A decisão da Anvisa visa limitar justamente o uso indiscriminado das chamadas “canetas emagrecedoras”, muito procuradas por pessoas que desejam perder peso de forma rápida, mesmo sem quadro clínico que justifique o uso. De acordo com a agência, a prescrição continuará sendo de responsabilidade do médico, que pode indicar o medicamento para obesidade, mesmo que a bula mencione apenas o tratamento da diabetes — desde que avalie que os benefícios superam os riscos.
A decisão da Anvisa vem acompanhada de dados preocupantes: 32% das notificações de efeitos adversos relacionados à semaglutida — princípio ativo do Ozempic — estão ligadas ao uso fora das indicações aprovadas.
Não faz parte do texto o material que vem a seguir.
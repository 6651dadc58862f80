//! Click-free parameter transitions.
//!
//! [`ParamFader`] is a time-based ramp used to fade effect chains in and out.
//! [`LevelRamp`] is the per-callback gain ramp used for output volume and the
//! wet/dry levels: a buffer is faded from the previous level to the new target
//! in one callback, and once the two agree the cheaper constant multiply is used.

use super::buffer::{fade_in_place, mix_in_faded, multiply_in_place, nearly_equal};

/// Linear ramp from `current` to `target` at a fixed rate.
#[derive(Debug, Clone, Copy, PartialEq)]
pub struct ParamFader {
    current: f32,
    target: f32,
    /// Units per second; zero when idle.
    rate: f32,
}

impl ParamFader {
    pub fn new(value: f32) -> Self {
        Self {
            current: value,
            target: value,
            rate: 0.0,
        }
    }

    /// Start ramping toward `target`, arriving after `duration_secs`.
    /// A non-positive duration jumps immediately.
    pub fn fade_to(&mut self, target: f32, duration_secs: f32) {
        self.target = target;
        if duration_secs > 0.0 && duration_secs.is_finite() {
            self.rate = (target - self.current).abs() / duration_secs;
        } else {
            self.set_value(target);
        }
    }

    /// Jump to `value` with no ramp.
    pub fn set_value(&mut self, value: f32) {
        self.current = value;
        self.target = value;
        self.rate = 0.0;
    }

    /// Advance the ramp by `dt` seconds.
    pub fn update(&mut self, dt: f32) {
        if self.is_done() {
            return;
        }
        let remaining = self.target - self.current;
        let step = self.rate * dt.max(0.0);
        if remaining.abs() <= step {
            self.current = self.target;
            self.rate = 0.0;
        } else {
            self.current += step.copysign(remaining);
        }
    }

    pub fn value(&self) -> f32 {
        self.current
    }

    pub fn target(&self) -> f32 {
        self.target
    }

    pub fn is_done(&self) -> bool {
        self.current == self.target
    }
}

impl Default for ParamFader {
    fn default() -> Self {
        Self::new(1.0)
    }
}

/// Gain that moves to a new target over exactly one callback.
#[derive(Debug, Clone, Copy, PartialEq)]
pub struct LevelRamp {
    current: f32,
    target: f32,
}

impl LevelRamp {
    pub fn new(level: f32) -> Self {
        Self {
            current: level,
            target: level,
        }
    }

    /// Request a new level; the next callback ramps toward it.
    pub fn set_target(&mut self, level: f32) {
        self.target = level;
    }

    pub fn current(&self) -> f32 {
        self.current
    }

    pub fn target(&self) -> f32 {
        self.target
    }

    pub fn is_settled(&self) -> bool {
        nearly_equal(self.current, self.target)
    }

    /// `true` when the level contributes audio this callback.
    pub fn is_audible(&self) -> bool {
        !(self.is_settled() && self.target.abs() <= f32::EPSILON)
    }

    /// Scale `buffer` by the level, ramping if a new target is pending.
    pub fn apply(&mut self, buffer: &mut [f32], channels: usize) {
        if self.is_settled() {
            multiply_in_place(buffer, self.target);
        } else {
            fade_in_place(buffer, self.current, self.target, channels);
        }
        self.current = self.target;
    }

    /// Add `src` scaled by the level into `dst`, ramping if needed.
    pub fn mix_into(&mut self, src: &[f32], dst: &mut [f32], channels: usize) {
        mix_in_faded(src, dst, self.current, self.target, channels);
        self.current = self.target;
    }
}

impl Default for LevelRamp {
    fn default() -> Self {
        Self::new(1.0)
    }
}
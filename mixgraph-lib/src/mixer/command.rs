//! Commands shipped from control threads to the render thread.
//!
//! Everything the control side changes travels through one of two lock-free
//! MPSC queues: [`DeviceCommand`] for graph-wide changes (registering nodes,
//! sources, endpoints, render settings) and [`SubmixCommand`] for one node's
//! processing state. The render thread drains the device queue once at the
//! start of a callback and each node drains its own queue when it is rendered,
//! so every callback sees a stable snapshot.
//!
//! Anything that allocates (nodes, effect chains, envelope followers,
//! soundfield streams) is built on the control thread and moved in boxed.

use crate::dsp::envelope::EnvelopeFollower;
use crate::mixer::chain::EffectChain;
use crate::mixer::clock::Quantization;
use crate::mixer::source::SourceVoice;
use crate::mixer::submix::{ChildSoundfield, SubmixNode};
use crate::mixer::types::{RenderSettings, SendStage, SourceId, SubmixId};
use crate::output::AudioEndpoint;
use crate::soundfield::{Rotation, SoundfieldDecoder};

/// Changes to one submix, applied when that submix is next rendered.
pub enum SubmixCommand {
    AddChild {
        child: SubmixId,
        soundfield: Option<Box<ChildSoundfield>>,
    },
    RemoveChild(SubmixId),
    SetParent(Option<SubmixId>),

    SetOutputVolume(f32),
    SetDryLevel(f32),
    SetWetLevel(f32),
    SetBackgroundMuted(bool),

    PushEffectChain {
        chain: EffectChain,
        fade_seconds: f32,
    },
    PopEffectChain {
        fade_seconds: f32,
    },
    SetBaseEffectChain {
        chain: EffectChain,
        fade_seconds: f32,
    },
    ClearEffectChains {
        fade_seconds: f32,
    },

    AddSend {
        source: SourceId,
        level: f32,
        stage: SendStage,
    },
    RemoveSend(SourceId),

    /// One follower per possible output channel.
    StartEnvelopeFollowing(Vec<EnvelopeFollower>),
    StopEnvelopeFollowing,

    /// Decoder used when a soundfield node renders into PCM.
    SetSoundfieldDecoder(Option<Box<dyn SoundfieldDecoder>>),
}

impl std::fmt::Debug for SubmixCommand {
    fn fmt(&self, f: &mut std::fmt::Formatter<'_>) -> std::fmt::Result {
        match self {
            Self::AddChild { child, soundfield } => f
                .debug_struct("AddChild")
                .field("child", child)
                .field("soundfield", &soundfield.is_some())
                .finish(),
            Self::RemoveChild(id) => f.debug_tuple("RemoveChild").field(id).finish(),
            Self::SetParent(id) => f.debug_tuple("SetParent").field(id).finish(),
            Self::SetOutputVolume(v) => f.debug_tuple("SetOutputVolume").field(v).finish(),
            Self::SetDryLevel(v) => f.debug_tuple("SetDryLevel").field(v).finish(),
            Self::SetWetLevel(v) => f.debug_tuple("SetWetLevel").field(v).finish(),
            Self::SetBackgroundMuted(v) => f.debug_tuple("SetBackgroundMuted").field(v).finish(),
            Self::PushEffectChain { chain, fade_seconds } => f
                .debug_struct("PushEffectChain")
                .field("chain", chain)
                .field("fade_seconds", fade_seconds)
                .finish(),
            Self::PopEffectChain { fade_seconds } => f
                .debug_struct("PopEffectChain")
                .field("fade_seconds", fade_seconds)
                .finish(),
            Self::SetBaseEffectChain { chain, fade_seconds } => f
                .debug_struct("SetBaseEffectChain")
                .field("chain", chain)
                .field("fade_seconds", fade_seconds)
                .finish(),
            Self::ClearEffectChains { fade_seconds } => f
                .debug_struct("ClearEffectChains")
                .field("fade_seconds", fade_seconds)
                .finish(),
            Self::AddSend {
                source,
                level,
                stage,
            } => f
                .debug_struct("AddSend")
                .field("source", source)
                .field("level", level)
                .field("stage", stage)
                .finish(),
            Self::RemoveSend(id) => f.debug_tuple("RemoveSend").field(id).finish(),
            Self::StartEnvelopeFollowing(followers) => f
                .debug_tuple("StartEnvelopeFollowing")
                .field(&followers.len())
                .finish(),
            Self::StopEnvelopeFollowing => f.write_str("StopEnvelopeFollowing"),
            Self::SetSoundfieldDecoder(decoder) => f
                .debug_tuple("SetSoundfieldDecoder")
                .field(&decoder.is_some())
                .finish(),
        }
    }
}

/// Graph-wide changes, applied at the start of the next callback.
pub enum DeviceCommand {
    /// Register a node built on the control thread.
    InsertSubmix(Box<SubmixNode>),
    /// Unregister a node; it is shipped back for disposal.
    RemoveSubmix(SubmixId),
    SetMaster(Option<SubmixId>),
    AddDefaultEndpoint(SubmixId),
    AddExternalEndpoint {
        id: SubmixId,
        sink: Box<dyn AudioEndpoint>,
    },
    RemoveEndpoint(SubmixId),

    InsertSource(Box<SourceVoice>),
    RemoveSource(SourceId),
    SetSourceVolume {
        source: SourceId,
        volume: f32,
    },

    SetRenderSettings(RenderSettings),
    SetListenerRotation(Rotation),
    SetTempo {
        bpm: f64,
        beats_per_bar: u32,
    },
    /// Apply `command` on the next beat or bar boundary.
    Quantized {
        quantization: Quantization,
        command: Box<DeviceCommand>,
    },
}

impl std::fmt::Debug for DeviceCommand {
    fn fmt(&self, f: &mut std::fmt::Formatter<'_>) -> std::fmt::Result {
        match self {
            Self::InsertSubmix(node) => f.debug_tuple("InsertSubmix").field(&node.id()).finish(),
            Self::RemoveSubmix(id) => f.debug_tuple("RemoveSubmix").field(id).finish(),
            Self::SetMaster(id) => f.debug_tuple("SetMaster").field(id).finish(),
            Self::AddDefaultEndpoint(id) => f.debug_tuple("AddDefaultEndpoint").field(id).finish(),
            Self::AddExternalEndpoint { id, .. } => f
                .debug_struct("AddExternalEndpoint")
                .field("id", id)
                .finish_non_exhaustive(),
            Self::RemoveEndpoint(id) => f.debug_tuple("RemoveEndpoint").field(id).finish(),
            Self::InsertSource(voice) => f.debug_tuple("InsertSource").field(&voice.id()).finish(),
            Self::RemoveSource(id) => f.debug_tuple("RemoveSource").field(id).finish(),
            Self::SetSourceVolume { source, volume } => f
                .debug_struct("SetSourceVolume")
                .field("source", source)
                .field("volume", volume)
                .finish(),
            Self::SetRenderSettings(settings) => {
                f.debug_tuple("SetRenderSettings").field(settings).finish()
            }
            Self::SetListenerRotation(rotation) => {
                f.debug_tuple("SetListenerRotation").field(rotation).finish()
            }
            Self::SetTempo { bpm, beats_per_bar } => f
                .debug_struct("SetTempo")
                .field("bpm", bpm)
                .field("beats_per_bar", beats_per_bar)
                .finish(),
            Self::Quantized {
                quantization,
                command,
            } => f
                .debug_struct("Quantized")
                .field("quantization", quantization)
                .field("command", command)
                .finish(),
        }
    }
}

/// Objects the render thread hands back so they are freed off the render
/// thread, by [`crate::mixer::MixerHandle::collect_garbage`].
pub enum Garbage {
    Submix(Box<SubmixNode>),
    Source(Box<SourceVoice>),
    Endpoint(Box<dyn AudioEndpoint>),
}
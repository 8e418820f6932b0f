//! # Export Command
//!
//! Writes the confirmed receipt as a PNG into the export directory.
//!
//! All or nothing: the file appears under its final name only after the
//! whole image is encoded, and any failure leaves an `Export` banner and no
//! file. The draft and the receipt are never touched.

use std::path::PathBuf;

use struk_export::{export_snapshot, AssetLoader};
use tracing::{info, warn};

use crate::error::ApiError;
use crate::state::{AppContext, BannerKind, Operation, SessionState};

/// Exports the displayed receipt and returns the written path.
pub async fn export<I, L: AssetLoader>(
    ctx: &AppContext<I, L>,
    state: &SessionState,
) -> Result<PathBuf, ApiError> {
    let _guard = state.begin(Operation::Export)?;

    let printed_at = chrono::Local::now().naive_local();
    let (receipt, region) = state.with_session(|s| {
        (
            s.ledger().confirmed().cloned(),
            s.region(&ctx.config.brand, &ctx.formatter, printed_at),
        )
    });

    let options = ctx.config.export_options();
    let dir = ctx.config.export_dir();

    let result = match export_snapshot(receipt.as_ref(), region.as_ref(), &ctx.loader, &options).await {
        Ok(snapshot) => snapshot.save_to(&dir),
        Err(e) => Err(e),
    };

    match result {
        Ok(path) => {
            info!(path = %path.display(), "Receipt exported");
            state.with_session_mut(|s| s.clear_banner());
            Ok(path)
        }
        Err(e) => {
            warn!(error = %e, "Export failed");
            let err = ApiError::from(e);
            state.with_session_mut(|s| s.set_banner(BannerKind::Export, err.clone()));
            Err(err)
        }
    }
}
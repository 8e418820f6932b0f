//! Command-line arguments and REPL line grammar.
//!
//! REPL lines are split shell-style (`shlex`) and parsed by clap in
//! multicall mode, so `add "Nasi Goreng" 2 15000` works as typed.

use std::path::PathBuf;

use clap::{Parser, Subcommand};

use crate::error::ApiError;

/// Process arguments.
#[derive(Debug, Parser)]
#[command(name = "struk", version, about = "Draft, issue and export receipts")]
pub struct Cli {
    /// Config file (default: platform config dir / config.toml)
    #[arg(short, long)]
    pub config: Option<PathBuf>,

    /// Receipt service base URL, overriding config and environment
    #[arg(short, long)]
    pub backend: Option<String>,
}

/// One REPL line.
#[derive(Debug, Parser)]
#[command(multicall = true, disable_help_subcommand = true)]
pub struct Line {
    #[command(subcommand)]
    pub command: Command,
}

#[derive(Debug, Clone, PartialEq, Eq, Subcommand)]
pub enum Command {
    /// Add a line item
    Add {
        name: String,
        #[arg(allow_hyphen_values = true)]
        quantity: String,
        #[arg(allow_hyphen_values = true)]
        price: String,
    },
    /// Remove the item at INDEX (see `show`)
    #[command(alias = "rm")]
    Remove { index: usize },
    /// Set the customer name (no argument clears it)
    Customer { name: Vec<String> },
    /// Set the notes (no argument clears them)
    Notes { text: Vec<String> },
    /// Print the receipt preview
    Show,
    /// Issue the receipt through the receipt service
    Submit,
    /// Save the confirmed receipt as PNG
    #[command(alias = "download")]
    Export,
    /// Start a new receipt
    Reset,
    /// Test the connection to the receipt service
    Ping,
    /// List commands and whether they are available now
    Help,
    /// Leave
    #[command(alias = "exit")]
    Quit,
}

/// Parses one input line. `Ok(None)` for a blank line.
pub fn parse_line(line: &str) -> Result<Option<Command>, ApiError> {
    let words = shlex::split(line).ok_or_else(|| ApiError::usage("Unbalanced quotes"))?;
    if words.is_empty() {
        return Ok(None);
    }

    Line::try_parse_from(words)
        .map(|line| Some(line.command))
        .map_err(|e| ApiError::usage(e.render().to_string().trim_end()))
}

#[cfg(test)]
mod tests {
    use super::*;
    use crate::error::ErrorCode;

    #[test]
    fn test_parse_add_with_quotes() {
        let command = parse_line(r#"add "Nasi Goreng" 2 15000"#).unwrap();
        assert_eq!(
            command,
            Some(Command::Add {
                name: "Nasi Goreng".into(),
                quantity: "2".into(),
                price: "15000".into(),
            })
        );
    }

    #[test]
    fn test_parse_negative_quantity_is_passed_through() {
        let command = parse_line("add X -3 10").unwrap();
        assert!(matches!(command, Some(Command::Add { quantity, .. }) if quantity == "-3"));
    }

    #[test]
    fn test_parse_free_text() {
        let command = parse_line("notes Lunas via transfer").unwrap();
        assert_eq!(
            command,
            Some(Command::Notes {
                text: vec!["Lunas".into(), "via".into(), "transfer".into()]
            })
        );
        assert_eq!(
            parse_line("customer").unwrap(),
            Some(Command::Customer { name: vec![] })
        );
    }

    #[test]
    fn test_parse_aliases_and_blank() {
        assert_eq!(parse_line("download").unwrap(), Some(Command::Export));
        assert_eq!(parse_line("rm 1").unwrap(), Some(Command::Remove { index: 1 }));
        assert_eq!(parse_line("help").unwrap(), Some(Command::Help));
        assert_eq!(parse_line("   ").unwrap(), None);
    }

    #[test]
    fn test_parse_errors() {
        assert_eq!(parse_line("fly").unwrap_err().code, ErrorCode::UsageError);
        assert_eq!(parse_line("remove x").unwrap_err().code, ErrorCode::UsageError);
        assert_eq!(parse_line("add \"open").unwrap_err().code, ErrorCode::UsageError);
    }
}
A taxa é significativamente maior que a média global, que gira em torno de 10%, segundo dados da Organização Mundial da Saúde (OMS).
Entre os efeitos mais relatados no Brasil está a pancreatite, inflamação grave do pâncreas, que corresponde a 5,9% das notificações por aqui — mais que o dobro da taxa registrada mundialmente (2,4%). “Esses números acendem um alerta importantíssimo”, explica José Israel. “A automedicação, especialmente com substâncias como a semaglutida, pode mascarar problemas clínicos sérios e levar o paciente a desenvolver complicações sem nem perceber.”
Em documento técnico, a Anvisa destacou que esses medicamentos ainda são considerados relativamente novos, com perfil de segurança a longo prazo ainda em construção. “O uso fora das indicações aprovadas em situações em que não há comprovação científica de segurança e eficácia pode colocar em risco a saúde dos seus usuários”, afirma a agência.
Com a nova resolução, a receita médica será retida pela farmácia, de forma semelhante ao que já acontece com antibióticos. A validade da prescrição será de até 90 dias, nos casos de tratamento contínuo, e o médico deverá especificar a quantidade exata para cada período de 30 dias.
As farmácias não poderão aceitar receitas fora do prazo, e o controle será feito com base na 2ª via do documento. O objetivo é evitar a reutilização de prescrições e garantir que o uso esteja realmente sendo monitorado por um profissional de saúde. “Isso dá mais segurança tanto para o paciente quanto para o profissional que acompanha o tratamento. Com a receita retida, torna-se mais difícil recorrer à farmácia para renovar o medicamento de forma irregular”, comenta o médico
Entidades como o Conselho Federal de Medicina (CFM), a Abeso (Associação Brasileira para o Estudo da Obesidade e da Síndrome Metabólica) e sociedades médicas de endocrinologia e diabetes vêm defendendo maior controle sobre os medicamentos usados para emagrecimento. Embora reconheçam sua eficácia em tratamentos específicos, alertam que o uso puramente estético e sem acompanhamento médico pode trazer sérios riscos à saúde. “A obesidade é uma doença crônica e multifatorial. Reduzi-la à estética é um erro grave”, afirma o nutrólogo.
Em carta divulgada no fim de 2024, as entidades médicas alertaram que a automedicação com esses fármacos prejudica o acesso dos pacientes que realmente precisam do tratamento. “A gente precisa pensar em saúde metabólica, em hábitos duradouros e não em soluções milagrosas”, completa o médico. Outro ponto de atenção é a manipulação desses medicamentos em farmácias. A Anvisa decidiu não proibir essa prática, mas reforçou que irá monitorar os dados dessas produções com mais rigor. “A manipulação sem fiscalização rígida pode ser ainda mais perigosa do que o uso indiscriminado da versão industrializada”, alerta José Israel.